Year Born: 1954
Year Died: 2007
Year of Induction: 2008
Member of CAB Hall of Fame
Majhor, John (1954- )
John Majhor certainly earned a place in Canadian broadcasting history as the country’s first “live” Video Jockey, but he also did so much more.
John was born in San Bernardino, California in 1954. After living in Ohio, Tennessee, and in South Dakota, where he moved up from college radio to local station KVRA, John was working for WAPE in Jacksonville, Florida in 1975 when he heard about a possible job at a radio station in Toronto, and immediately applied. J. Robert Wood, then Program Director at CHUM in Toronto, was so impressed with John’s voice and style that he hired him. John immediately became part of CHUM’s powerful jock line-up at the age of 22, and only two years after first getting into radio.
In 1978, he joined CHUM’s Sunday night “9 O’Clock Rock” show, where he took over as the primary host the next year. John stayed with that show until 1984, while continuing his daily DJ shifts, which at one time or another included doing the station’s morning show and its early evening drive show. He was also the station’s prime rock interviewer, talking with scores of major rock stars during their visits to Toronto. During this time, John became a Canadian citizen.
In late 1983, he became Canada’s first video jockey in a pre-taped commercial Music Video show, Video Singles, for Toronto’s CFMT-TV. Then in 1984 he became Canada’s first “live” vee-jay on the groundbreaking show “Toronto Rocks”, for CITY-TV. John’s knowledge of the latest hits, combined with his wit, charm and engaging personality, made the show an instant hit, and turned John into an even bigger star.
After a format change at CHUM, John moved to Los Angeles for a while, working at KLAC radio for two years before moving back to television to host Aaron Spelling’s syndicated After Hours late night talk show. He then became Primary host for the new E! Entertainment cable network, before returning to his radio roots at KCBS-FM in L.A.

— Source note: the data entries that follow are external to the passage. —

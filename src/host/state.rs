use crate::host::{Builder, Config};
use std::any::{Any, TypeId};
use std::collections::HashMap;

/// Typed values extensions prepare once per build and read from node handlers.
#[derive(Default)]
pub struct BuildState {
    entries: HashMap<TypeId, Box<dyn Any>>,
}

impl BuildState {
    pub fn insert<T: Any>(&mut self, value: T) -> Option<T> {
        self.entries
            .insert(TypeId::of::<T>(), Box::new(value))
            .and_then(|old| old.downcast::<T>().ok())
            .map(|old| *old)
    }

    pub fn get<T: Any>(&self) -> Option<&T> {
        self.entries
            .get(&TypeId::of::<T>())
            .and_then(|value| value.downcast_ref::<T>())
    }
}

/// What a build-start hook gets to see and change.
pub struct BuildStart<'a> {
    pub config: &'a Config,
    pub builder: &'a Builder,
    pub state: &'a mut BuildState,
    pub(crate) script_files: &'a mut Vec<String>,
}

impl BuildStart<'_> {
    /// Adds a script every generated HTML page loads.
    pub fn add_script_file(&mut self, path: impl Into<String>) {
        let path = path.into();
        if !self.script_files.contains(&path) {
            self.script_files.push(path);
        }
    }
}
//! A small Markdown documentation builder with extension points.
//!
//! Extensions register node types, directives, config values and
//! build-start hooks on an [`App`]. A build then parses every source
//! document, lets directives replace fenced code blocks with nodes, and
//! hands each node to the handler registered for the active builder.

pub mod builder;
pub mod config;
pub mod document;
mod latex;
pub mod project;
pub mod state;
pub mod translator;

pub use builder::{Builder, BuilderKind};
pub use config::Config;
pub use document::{Document, Element, Node};
pub use project::{BuildOptions, BuildReport, build};
pub use state::{BuildStart, BuildState};
pub use translator::{Translator, Visit, VisitResult};

use crate::domain::BoxError;
use std::collections::{BTreeMap, HashMap};

/// Handler invoked when a translator reaches a registered node.
pub type VisitFn = fn(&mut Translator<'_>, &Element) -> VisitResult;

/// Per-builder handlers for one node type.
#[derive(Debug, Clone, Copy, Default)]
pub struct NodeHandlers {
    pub html: Option<VisitFn>,
    pub latex: Option<VisitFn>,
}

impl NodeHandlers {
    pub fn for_builder(&self, kind: BuilderKind) -> Option<VisitFn> {
        match kind {
            BuilderKind::Html => self.html,
            BuilderKind::Latex => self.latex,
        }
    }
}

/// A fenced code block keyword that turns the block's lines into nodes.
pub trait Directive {
    fn run(&self, content: &[String]) -> Vec<Node>;
}

/// Plugin entry point.
pub trait Extension {
    fn setup(&self, app: &mut App);
}

type BuildStartHook = Box<dyn Fn(&mut BuildStart<'_>) -> Result<(), BoxError>>;

/// Registry of everything extensions contribute to a build.
pub struct App {
    nodes: HashMap<String, NodeHandlers>,
    directives: HashMap<String, Box<dyn Directive>>,
    config_values: BTreeMap<String, Option<toml::Value>>,
    build_start: Vec<BuildStartHook>,
}

impl Default for App {
    fn default() -> Self {
        Self::new()
    }
}

impl App {
    pub fn new() -> Self {
        let mut app = Self {
            nodes: HashMap::new(),
            directives: HashMap::new(),
            config_values: BTreeMap::new(),
            build_start: Vec::new(),
        };
        app.register_config_value("project", Some("Documentation".into()));
        app.register_config_value("imgpath", Some(config::DEFAULT_IMGPATH.into()));
        app
    }

    pub fn setup_extension(&mut self, extension: &dyn Extension) -> &mut Self {
        extension.setup(self);
        self
    }

    pub fn register_node_type(&mut self, name: &str, handlers: NodeHandlers) {
        if self.nodes.insert(name.to_string(), handlers).is_some() {
            log::warn!("node type `{name}` registered twice, keeping the last handlers");
        }
    }

    pub fn register_directive(&mut self, name: &str, directive: Box<dyn Directive>) {
        if self.directives.insert(name.to_string(), directive).is_some() {
            log::warn!("directive `{name}` registered twice, keeping the last one");
        }
    }

    /// Declares a config value. `None` means the value is unset unless configured.
    pub fn register_config_value(&mut self, name: &str, default: Option<toml::Value>) {
        self.config_values.insert(name.to_string(), default);
    }

    pub fn on_build_start<F>(&mut self, hook: F)
    where
        F: Fn(&mut BuildStart<'_>) -> Result<(), BoxError> + 'static,
    {
        self.build_start.push(Box::new(hook));
    }

    pub fn node_handlers(&self, name: &str) -> Option<&NodeHandlers> {
        self.nodes.get(name)
    }

    pub fn directive(&self, name: &str) -> Option<&dyn Directive> {
        self.directives.get(name).map(|directive| directive.as_ref())
    }

    pub fn config_values(&self) -> &BTreeMap<String, Option<toml::Value>> {
        &self.config_values
    }

    pub(crate) fn emit_build_start(&self, ctx: &mut BuildStart<'_>) -> Result<(), BoxError> {
        for hook in &self.build_start {
            hook(ctx)?;
        }
        Ok(())
    }
}

#[cfg(test)]
mod tests {
    use super::*;

    struct Upper;

    impl Directive for Upper {
        fn run(&self, content: &[String]) -> Vec<Node> {
            vec![Node::Markdown(content.join("\n").to_uppercase())]
        }
    }

    struct UpperExtension;

    impl Extension for UpperExtension {
        fn setup(&self, app: &mut App) {
            app.register_directive("upper", Box::new(Upper));
            app.register_config_value("upper_enabled", Some(true.into()));
        }
    }

    #[test]
    fn test_host_values_are_registered() {
        let app = App::new();
        assert!(app.config_values().contains_key("project"));
        assert!(app.config_values().contains_key("imgpath"));
    }

    #[test]
    fn test_extension_setup_registers_directive() {
        let mut app = App::new();
        app.setup_extension(&UpperExtension);

        let directive = app.directive("upper").expect("directive");
        assert_eq!(
            directive.run(&["a".to_string()]),
            vec![Node::Markdown("A".to_string())]
        );
        assert!(app.directive("lower").is_none());
        assert_eq!(
            app.config_values().get("upper_enabled"),
            Some(&Some(toml::Value::Boolean(true)))
        );
    }

    #[test]
    fn test_handlers_per_builder() {
        fn visit(_: &mut Translator<'_>, _: &Element) -> VisitResult {
            Ok(Visit::SkipNode)
        }

        let handlers = NodeHandlers {
            html: Some(visit),
            latex: None,
        };
        assert!(handlers.for_builder(BuilderKind::Html).is_some());
        assert!(handlers.for_builder(BuilderKind::Latex).is_none());
    }
}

By 1991, John was back in Toronto, first to host the morning show on CJEZ-FM, and then to work for a while for CFRB talk radio. By 1993 John had returned to CITY-TV, this time hosting their Lunch Television daily show. When the show ended, he freelanced at CHFI-FM, did commercial work and was the promo voice of 680 News. He also did 68 episodes as co-host with Susan Hay of Prime Network’s Bon Voyage travel series.
In 1999 John returned to the U.S. where, in addition to continuing to demonstrate his talent as a radio and television broadcaster, he showed that he was an engineering visionary. He was the co-inventor of a US patent for internet-based independent programming of radio stations customized to the needs of their community. John was also one of the early proponents of internet radio.
Shortly before his diagnosis of cancer in the summer of 2006, John became the ID/Promo voice for the Aboriginal Voices Radio Network in Toronto. The program service used John’s voice across their network from Vancouver to Montreal from mid-2006 until January 2008, a full year after his death in January 2007.
John Majhor was a unique and natural talent who graced Toronto throughout the 70s, 80s and 90s. His passion for entertaining and engaging his radio and television audiences was palpable. Not only was he respected and appreciated by listeners, viewers and fellow broadcasters, John also had the respect of all those he met and interviewed, becoming lifelong friends with many of those whose paths he crossed. He was a consummate professional, an innovative programmer, and a person who was passionately committed to his community and his fellow citizens.
In November 2008, John Majhor was inducted posthumously into the Canadian Association of Broadcasters’ Hall of Fame.